* _DIRECTIONS FOR THIS TASK_
The material below contains a line with "jobflow_persistence::init_dotenv();" and a line with "let backend = match". Copy exactly those two lines and all lines between them.

* _RECORDS SUPPLIED_
- - -

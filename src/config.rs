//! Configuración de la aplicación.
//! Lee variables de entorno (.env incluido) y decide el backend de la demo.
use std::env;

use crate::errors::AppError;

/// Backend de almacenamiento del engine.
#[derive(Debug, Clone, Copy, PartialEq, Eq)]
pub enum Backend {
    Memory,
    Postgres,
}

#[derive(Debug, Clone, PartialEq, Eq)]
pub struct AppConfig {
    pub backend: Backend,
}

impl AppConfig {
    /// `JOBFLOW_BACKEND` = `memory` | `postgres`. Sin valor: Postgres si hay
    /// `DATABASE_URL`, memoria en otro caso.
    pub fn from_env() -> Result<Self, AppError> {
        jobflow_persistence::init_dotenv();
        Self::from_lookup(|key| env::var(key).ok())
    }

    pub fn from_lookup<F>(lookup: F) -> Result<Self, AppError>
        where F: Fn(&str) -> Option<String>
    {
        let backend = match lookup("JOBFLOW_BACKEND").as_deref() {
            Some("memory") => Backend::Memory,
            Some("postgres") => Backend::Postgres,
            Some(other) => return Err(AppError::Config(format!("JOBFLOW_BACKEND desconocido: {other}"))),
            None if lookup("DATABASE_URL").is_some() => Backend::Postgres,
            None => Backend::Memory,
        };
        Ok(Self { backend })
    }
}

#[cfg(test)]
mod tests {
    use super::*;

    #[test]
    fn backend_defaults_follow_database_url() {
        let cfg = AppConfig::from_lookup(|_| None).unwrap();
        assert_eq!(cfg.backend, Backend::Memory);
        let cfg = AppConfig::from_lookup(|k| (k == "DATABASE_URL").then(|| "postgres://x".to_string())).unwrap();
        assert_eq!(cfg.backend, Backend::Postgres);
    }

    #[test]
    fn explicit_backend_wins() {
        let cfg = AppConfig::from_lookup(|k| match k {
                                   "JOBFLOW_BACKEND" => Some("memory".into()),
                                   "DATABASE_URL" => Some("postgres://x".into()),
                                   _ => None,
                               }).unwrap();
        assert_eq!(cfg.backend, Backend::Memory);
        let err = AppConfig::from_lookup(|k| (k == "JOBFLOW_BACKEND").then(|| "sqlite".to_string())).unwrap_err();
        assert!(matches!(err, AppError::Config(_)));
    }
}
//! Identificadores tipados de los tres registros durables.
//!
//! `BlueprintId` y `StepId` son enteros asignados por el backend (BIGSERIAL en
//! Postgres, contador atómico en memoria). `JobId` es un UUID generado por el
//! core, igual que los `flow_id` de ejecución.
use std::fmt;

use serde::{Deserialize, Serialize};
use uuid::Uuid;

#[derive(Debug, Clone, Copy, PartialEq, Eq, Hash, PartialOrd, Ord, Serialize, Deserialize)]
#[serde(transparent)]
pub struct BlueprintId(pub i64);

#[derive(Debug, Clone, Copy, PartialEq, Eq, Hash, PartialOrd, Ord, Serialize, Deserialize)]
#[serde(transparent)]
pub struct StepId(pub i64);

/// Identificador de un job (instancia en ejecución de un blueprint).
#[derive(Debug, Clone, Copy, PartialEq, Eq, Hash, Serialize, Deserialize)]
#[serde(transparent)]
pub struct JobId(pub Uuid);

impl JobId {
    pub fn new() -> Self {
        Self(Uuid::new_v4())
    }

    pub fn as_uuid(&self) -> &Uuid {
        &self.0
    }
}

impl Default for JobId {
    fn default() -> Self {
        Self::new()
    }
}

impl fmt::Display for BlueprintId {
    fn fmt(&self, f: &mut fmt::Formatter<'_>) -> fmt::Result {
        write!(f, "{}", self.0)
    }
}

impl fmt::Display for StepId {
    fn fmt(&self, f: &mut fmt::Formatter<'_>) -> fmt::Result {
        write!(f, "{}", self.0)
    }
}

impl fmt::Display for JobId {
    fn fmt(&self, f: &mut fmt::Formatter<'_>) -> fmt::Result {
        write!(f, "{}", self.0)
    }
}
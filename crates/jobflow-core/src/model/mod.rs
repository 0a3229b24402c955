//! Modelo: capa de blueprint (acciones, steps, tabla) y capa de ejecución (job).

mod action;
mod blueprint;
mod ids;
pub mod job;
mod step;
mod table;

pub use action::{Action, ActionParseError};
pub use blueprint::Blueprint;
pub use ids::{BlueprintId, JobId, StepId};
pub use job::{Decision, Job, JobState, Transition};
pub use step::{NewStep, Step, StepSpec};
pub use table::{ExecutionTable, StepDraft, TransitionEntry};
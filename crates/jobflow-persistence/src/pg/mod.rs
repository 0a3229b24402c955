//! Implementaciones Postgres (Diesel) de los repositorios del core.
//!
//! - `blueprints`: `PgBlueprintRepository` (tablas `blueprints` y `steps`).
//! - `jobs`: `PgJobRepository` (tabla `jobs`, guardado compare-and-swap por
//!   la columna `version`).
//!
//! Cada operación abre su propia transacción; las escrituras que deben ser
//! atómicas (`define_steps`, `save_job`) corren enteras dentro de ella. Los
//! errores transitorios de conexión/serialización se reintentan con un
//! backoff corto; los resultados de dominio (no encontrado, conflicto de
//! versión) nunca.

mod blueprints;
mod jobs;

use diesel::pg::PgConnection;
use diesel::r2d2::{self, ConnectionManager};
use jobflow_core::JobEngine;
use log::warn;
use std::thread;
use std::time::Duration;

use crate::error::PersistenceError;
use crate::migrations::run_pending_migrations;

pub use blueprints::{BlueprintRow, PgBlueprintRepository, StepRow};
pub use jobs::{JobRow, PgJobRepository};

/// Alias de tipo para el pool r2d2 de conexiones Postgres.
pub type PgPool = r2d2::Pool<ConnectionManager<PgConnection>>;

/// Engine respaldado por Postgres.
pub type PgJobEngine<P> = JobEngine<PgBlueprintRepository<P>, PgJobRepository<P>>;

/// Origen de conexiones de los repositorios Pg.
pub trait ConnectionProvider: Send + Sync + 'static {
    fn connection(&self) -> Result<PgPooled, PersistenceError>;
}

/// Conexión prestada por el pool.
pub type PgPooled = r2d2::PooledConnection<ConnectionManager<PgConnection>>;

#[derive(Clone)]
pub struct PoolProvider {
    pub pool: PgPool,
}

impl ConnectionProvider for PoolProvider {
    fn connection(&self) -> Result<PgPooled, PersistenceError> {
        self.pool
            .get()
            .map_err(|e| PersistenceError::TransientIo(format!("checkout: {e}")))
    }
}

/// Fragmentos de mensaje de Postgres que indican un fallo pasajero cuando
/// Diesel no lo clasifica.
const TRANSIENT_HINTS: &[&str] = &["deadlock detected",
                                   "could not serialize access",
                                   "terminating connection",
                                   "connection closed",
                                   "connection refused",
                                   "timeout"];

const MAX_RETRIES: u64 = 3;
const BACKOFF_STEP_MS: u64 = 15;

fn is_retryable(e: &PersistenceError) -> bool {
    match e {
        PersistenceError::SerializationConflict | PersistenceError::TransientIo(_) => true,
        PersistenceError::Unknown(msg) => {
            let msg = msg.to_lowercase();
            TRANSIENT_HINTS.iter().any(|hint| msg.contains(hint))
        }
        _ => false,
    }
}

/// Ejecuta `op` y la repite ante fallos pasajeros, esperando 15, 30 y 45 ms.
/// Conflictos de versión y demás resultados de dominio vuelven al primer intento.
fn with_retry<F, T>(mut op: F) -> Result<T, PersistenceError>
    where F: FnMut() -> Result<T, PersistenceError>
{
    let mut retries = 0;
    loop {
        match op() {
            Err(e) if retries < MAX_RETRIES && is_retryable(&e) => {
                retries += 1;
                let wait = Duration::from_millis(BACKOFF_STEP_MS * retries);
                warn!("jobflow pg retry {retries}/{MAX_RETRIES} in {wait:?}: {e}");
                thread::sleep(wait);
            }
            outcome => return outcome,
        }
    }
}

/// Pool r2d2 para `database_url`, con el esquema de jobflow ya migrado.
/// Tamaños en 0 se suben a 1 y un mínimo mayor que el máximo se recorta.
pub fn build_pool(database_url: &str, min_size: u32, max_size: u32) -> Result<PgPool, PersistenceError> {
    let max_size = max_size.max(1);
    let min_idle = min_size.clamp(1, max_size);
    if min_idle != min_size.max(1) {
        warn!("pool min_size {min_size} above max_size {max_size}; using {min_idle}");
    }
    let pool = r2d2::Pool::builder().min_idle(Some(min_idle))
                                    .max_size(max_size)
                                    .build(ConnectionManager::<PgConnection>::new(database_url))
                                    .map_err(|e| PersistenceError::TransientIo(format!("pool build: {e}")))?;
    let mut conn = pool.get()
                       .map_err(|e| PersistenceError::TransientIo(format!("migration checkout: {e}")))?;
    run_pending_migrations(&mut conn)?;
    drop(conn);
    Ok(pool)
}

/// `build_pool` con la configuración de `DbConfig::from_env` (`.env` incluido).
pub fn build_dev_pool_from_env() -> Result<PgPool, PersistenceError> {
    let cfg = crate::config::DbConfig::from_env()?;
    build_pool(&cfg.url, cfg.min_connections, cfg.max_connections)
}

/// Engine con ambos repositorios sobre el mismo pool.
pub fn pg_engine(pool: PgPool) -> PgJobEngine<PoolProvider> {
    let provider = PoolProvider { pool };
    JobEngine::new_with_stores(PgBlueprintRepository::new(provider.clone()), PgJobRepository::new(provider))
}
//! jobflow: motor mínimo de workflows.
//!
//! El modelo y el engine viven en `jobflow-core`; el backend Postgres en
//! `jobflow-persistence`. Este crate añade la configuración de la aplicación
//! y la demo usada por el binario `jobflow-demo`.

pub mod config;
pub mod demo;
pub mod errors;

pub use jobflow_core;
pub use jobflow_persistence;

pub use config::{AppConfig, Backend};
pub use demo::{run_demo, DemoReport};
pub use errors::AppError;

- - -

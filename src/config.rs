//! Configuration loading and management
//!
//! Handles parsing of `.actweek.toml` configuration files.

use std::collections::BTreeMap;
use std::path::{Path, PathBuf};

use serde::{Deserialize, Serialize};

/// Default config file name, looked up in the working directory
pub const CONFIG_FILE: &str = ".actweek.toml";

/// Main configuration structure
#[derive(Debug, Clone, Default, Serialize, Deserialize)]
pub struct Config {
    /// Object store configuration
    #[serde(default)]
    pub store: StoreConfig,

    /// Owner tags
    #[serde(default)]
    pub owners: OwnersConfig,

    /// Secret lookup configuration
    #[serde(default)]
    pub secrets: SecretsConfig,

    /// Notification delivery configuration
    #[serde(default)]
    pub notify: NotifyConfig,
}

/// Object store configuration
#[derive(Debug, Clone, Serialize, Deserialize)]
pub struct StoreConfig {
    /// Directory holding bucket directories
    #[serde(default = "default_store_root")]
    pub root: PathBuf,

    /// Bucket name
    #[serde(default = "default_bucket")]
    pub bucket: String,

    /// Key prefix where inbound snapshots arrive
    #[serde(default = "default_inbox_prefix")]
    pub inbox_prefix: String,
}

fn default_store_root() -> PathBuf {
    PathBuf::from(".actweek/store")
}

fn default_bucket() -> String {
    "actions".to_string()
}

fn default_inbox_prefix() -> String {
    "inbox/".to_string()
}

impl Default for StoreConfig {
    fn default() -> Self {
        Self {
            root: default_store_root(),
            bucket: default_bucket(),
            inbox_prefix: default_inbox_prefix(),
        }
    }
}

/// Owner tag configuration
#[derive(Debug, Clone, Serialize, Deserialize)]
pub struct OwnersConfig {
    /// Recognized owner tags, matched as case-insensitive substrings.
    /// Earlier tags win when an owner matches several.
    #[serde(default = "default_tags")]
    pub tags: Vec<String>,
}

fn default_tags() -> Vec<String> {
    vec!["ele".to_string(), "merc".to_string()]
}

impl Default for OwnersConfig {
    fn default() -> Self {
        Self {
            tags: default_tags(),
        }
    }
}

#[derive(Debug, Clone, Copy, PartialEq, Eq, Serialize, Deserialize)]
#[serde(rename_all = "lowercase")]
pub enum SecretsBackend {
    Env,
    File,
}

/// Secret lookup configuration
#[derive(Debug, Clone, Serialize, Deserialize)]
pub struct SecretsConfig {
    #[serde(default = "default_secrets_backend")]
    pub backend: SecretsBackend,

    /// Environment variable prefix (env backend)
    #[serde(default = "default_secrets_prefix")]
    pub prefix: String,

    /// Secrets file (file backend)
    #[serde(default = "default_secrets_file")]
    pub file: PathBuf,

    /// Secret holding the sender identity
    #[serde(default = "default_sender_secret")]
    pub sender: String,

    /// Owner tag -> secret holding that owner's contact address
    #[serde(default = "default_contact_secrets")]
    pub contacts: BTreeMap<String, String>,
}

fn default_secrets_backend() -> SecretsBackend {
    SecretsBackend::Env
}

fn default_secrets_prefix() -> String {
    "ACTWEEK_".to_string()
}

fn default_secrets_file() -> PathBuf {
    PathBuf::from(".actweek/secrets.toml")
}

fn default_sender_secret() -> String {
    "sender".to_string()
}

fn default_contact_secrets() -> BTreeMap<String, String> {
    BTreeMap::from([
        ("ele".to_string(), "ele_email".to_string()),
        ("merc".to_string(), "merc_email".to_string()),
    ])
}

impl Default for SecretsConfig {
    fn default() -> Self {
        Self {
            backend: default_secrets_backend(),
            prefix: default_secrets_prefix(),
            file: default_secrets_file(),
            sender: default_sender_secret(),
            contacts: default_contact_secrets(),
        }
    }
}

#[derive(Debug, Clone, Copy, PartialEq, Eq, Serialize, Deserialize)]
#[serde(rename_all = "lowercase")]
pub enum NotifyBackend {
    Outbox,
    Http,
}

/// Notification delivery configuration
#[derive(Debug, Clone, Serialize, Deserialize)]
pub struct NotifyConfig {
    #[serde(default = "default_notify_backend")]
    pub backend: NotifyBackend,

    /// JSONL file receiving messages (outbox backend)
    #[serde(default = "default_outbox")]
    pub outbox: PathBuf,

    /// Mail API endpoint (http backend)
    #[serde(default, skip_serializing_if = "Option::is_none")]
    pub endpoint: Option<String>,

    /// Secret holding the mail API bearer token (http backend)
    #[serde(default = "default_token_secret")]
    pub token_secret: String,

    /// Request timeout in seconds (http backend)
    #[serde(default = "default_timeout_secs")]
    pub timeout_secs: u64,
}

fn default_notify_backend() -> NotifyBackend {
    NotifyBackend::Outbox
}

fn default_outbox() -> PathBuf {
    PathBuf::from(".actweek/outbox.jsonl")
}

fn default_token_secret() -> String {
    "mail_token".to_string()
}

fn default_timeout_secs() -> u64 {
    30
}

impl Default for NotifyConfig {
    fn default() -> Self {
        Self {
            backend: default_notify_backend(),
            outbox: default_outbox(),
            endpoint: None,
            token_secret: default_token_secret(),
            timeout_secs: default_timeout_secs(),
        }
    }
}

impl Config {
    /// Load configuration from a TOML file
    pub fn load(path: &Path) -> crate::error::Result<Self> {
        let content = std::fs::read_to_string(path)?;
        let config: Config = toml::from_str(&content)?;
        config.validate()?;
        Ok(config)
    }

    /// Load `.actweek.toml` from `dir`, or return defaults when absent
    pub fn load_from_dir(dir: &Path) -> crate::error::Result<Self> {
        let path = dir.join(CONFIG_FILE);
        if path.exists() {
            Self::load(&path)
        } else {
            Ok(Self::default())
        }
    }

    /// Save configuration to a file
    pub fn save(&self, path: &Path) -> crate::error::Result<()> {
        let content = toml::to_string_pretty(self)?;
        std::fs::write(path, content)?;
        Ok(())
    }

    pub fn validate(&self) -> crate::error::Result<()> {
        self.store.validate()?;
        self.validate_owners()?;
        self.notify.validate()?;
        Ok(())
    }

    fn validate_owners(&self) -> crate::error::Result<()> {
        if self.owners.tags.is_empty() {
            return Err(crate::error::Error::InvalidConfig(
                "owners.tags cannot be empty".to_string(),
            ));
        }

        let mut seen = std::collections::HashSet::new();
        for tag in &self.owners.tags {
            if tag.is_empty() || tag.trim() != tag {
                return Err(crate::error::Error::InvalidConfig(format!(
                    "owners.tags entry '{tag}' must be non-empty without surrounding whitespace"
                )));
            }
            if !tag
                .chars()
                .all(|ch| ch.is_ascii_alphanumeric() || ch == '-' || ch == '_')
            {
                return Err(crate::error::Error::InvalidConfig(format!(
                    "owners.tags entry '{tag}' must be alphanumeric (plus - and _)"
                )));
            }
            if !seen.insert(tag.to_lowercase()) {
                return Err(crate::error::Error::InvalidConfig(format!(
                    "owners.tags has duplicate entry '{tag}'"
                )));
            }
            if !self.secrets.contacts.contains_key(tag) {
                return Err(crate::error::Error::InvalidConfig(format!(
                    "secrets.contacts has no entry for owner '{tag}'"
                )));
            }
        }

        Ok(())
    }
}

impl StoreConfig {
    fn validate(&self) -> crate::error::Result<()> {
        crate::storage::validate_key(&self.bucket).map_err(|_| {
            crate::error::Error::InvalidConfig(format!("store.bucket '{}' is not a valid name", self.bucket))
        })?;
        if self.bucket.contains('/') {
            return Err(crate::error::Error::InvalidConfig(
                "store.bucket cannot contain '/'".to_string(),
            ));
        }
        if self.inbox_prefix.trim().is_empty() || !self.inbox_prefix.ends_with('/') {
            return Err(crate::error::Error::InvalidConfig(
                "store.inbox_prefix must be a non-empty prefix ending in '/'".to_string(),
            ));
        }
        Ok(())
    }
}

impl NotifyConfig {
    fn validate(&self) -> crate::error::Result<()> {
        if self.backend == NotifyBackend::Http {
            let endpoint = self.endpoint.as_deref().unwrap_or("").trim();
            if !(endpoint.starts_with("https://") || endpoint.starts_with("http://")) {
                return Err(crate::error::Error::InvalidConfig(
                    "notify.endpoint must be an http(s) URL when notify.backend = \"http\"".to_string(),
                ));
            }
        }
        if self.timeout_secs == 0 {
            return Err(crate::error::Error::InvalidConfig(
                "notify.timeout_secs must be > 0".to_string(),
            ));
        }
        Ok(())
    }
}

- - -

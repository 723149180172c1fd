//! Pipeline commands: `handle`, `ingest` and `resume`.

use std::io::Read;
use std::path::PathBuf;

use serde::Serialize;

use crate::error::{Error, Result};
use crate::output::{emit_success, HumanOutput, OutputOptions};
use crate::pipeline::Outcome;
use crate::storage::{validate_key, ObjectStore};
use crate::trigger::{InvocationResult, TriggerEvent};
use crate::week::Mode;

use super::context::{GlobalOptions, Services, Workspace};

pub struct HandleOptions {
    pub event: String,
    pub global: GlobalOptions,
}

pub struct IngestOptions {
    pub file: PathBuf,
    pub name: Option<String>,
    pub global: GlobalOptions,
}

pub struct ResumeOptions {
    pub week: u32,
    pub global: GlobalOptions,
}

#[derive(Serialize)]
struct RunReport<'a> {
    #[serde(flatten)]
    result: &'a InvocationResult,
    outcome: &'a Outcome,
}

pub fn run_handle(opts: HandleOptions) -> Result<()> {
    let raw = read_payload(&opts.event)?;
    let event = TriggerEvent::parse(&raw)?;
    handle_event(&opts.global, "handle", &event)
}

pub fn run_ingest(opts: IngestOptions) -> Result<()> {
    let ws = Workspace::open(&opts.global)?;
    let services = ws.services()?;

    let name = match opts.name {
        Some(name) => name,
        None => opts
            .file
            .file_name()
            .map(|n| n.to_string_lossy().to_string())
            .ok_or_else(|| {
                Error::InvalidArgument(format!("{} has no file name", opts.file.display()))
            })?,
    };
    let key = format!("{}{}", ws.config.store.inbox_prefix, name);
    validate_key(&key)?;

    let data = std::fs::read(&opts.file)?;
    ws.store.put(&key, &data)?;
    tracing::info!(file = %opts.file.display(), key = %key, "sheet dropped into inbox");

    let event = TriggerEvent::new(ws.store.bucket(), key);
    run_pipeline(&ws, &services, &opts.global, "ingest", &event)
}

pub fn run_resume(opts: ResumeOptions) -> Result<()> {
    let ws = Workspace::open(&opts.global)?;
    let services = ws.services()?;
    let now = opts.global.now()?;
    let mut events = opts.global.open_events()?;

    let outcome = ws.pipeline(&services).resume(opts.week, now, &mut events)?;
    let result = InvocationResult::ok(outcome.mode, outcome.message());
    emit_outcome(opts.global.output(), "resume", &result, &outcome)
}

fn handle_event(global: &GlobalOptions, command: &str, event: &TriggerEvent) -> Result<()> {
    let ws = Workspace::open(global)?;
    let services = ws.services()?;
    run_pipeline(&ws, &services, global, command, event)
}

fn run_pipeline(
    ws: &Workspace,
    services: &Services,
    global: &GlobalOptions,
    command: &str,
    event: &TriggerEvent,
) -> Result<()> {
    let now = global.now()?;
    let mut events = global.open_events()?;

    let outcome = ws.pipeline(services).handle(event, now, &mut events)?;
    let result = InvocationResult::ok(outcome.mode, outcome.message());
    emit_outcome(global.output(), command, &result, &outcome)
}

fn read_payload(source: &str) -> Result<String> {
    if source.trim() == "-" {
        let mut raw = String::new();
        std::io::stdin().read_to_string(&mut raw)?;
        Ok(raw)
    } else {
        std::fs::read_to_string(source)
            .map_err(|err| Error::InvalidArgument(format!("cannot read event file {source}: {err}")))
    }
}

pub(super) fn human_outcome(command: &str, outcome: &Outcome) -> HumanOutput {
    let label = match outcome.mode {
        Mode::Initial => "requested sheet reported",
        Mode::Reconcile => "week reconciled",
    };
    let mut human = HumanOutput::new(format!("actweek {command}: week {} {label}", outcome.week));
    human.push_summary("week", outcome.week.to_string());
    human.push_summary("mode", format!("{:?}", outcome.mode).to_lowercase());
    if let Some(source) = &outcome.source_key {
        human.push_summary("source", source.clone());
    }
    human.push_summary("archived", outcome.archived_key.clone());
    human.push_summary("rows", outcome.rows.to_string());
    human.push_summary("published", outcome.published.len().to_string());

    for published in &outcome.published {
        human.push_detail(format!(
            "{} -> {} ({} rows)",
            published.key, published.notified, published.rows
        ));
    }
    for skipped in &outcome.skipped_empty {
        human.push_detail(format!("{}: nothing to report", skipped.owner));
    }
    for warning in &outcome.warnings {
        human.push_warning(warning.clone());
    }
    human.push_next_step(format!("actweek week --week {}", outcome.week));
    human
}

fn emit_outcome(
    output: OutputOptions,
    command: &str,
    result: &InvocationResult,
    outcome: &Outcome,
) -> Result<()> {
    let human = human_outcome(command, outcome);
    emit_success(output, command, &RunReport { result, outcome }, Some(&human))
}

- - -

* _SOLVED EXERCISE_
        jobflow_persistence::init_dotenv();
        Self::from_lookup(|key| env::var(key).ok())
    }

    pub fn from_lookup<F>(lookup: F) -> Result<Self, AppError>
        where F: Fn(&str) -> Option<String>
    {
        let backend = match lookup("JOBFLOW_BACKEND").as_deref() {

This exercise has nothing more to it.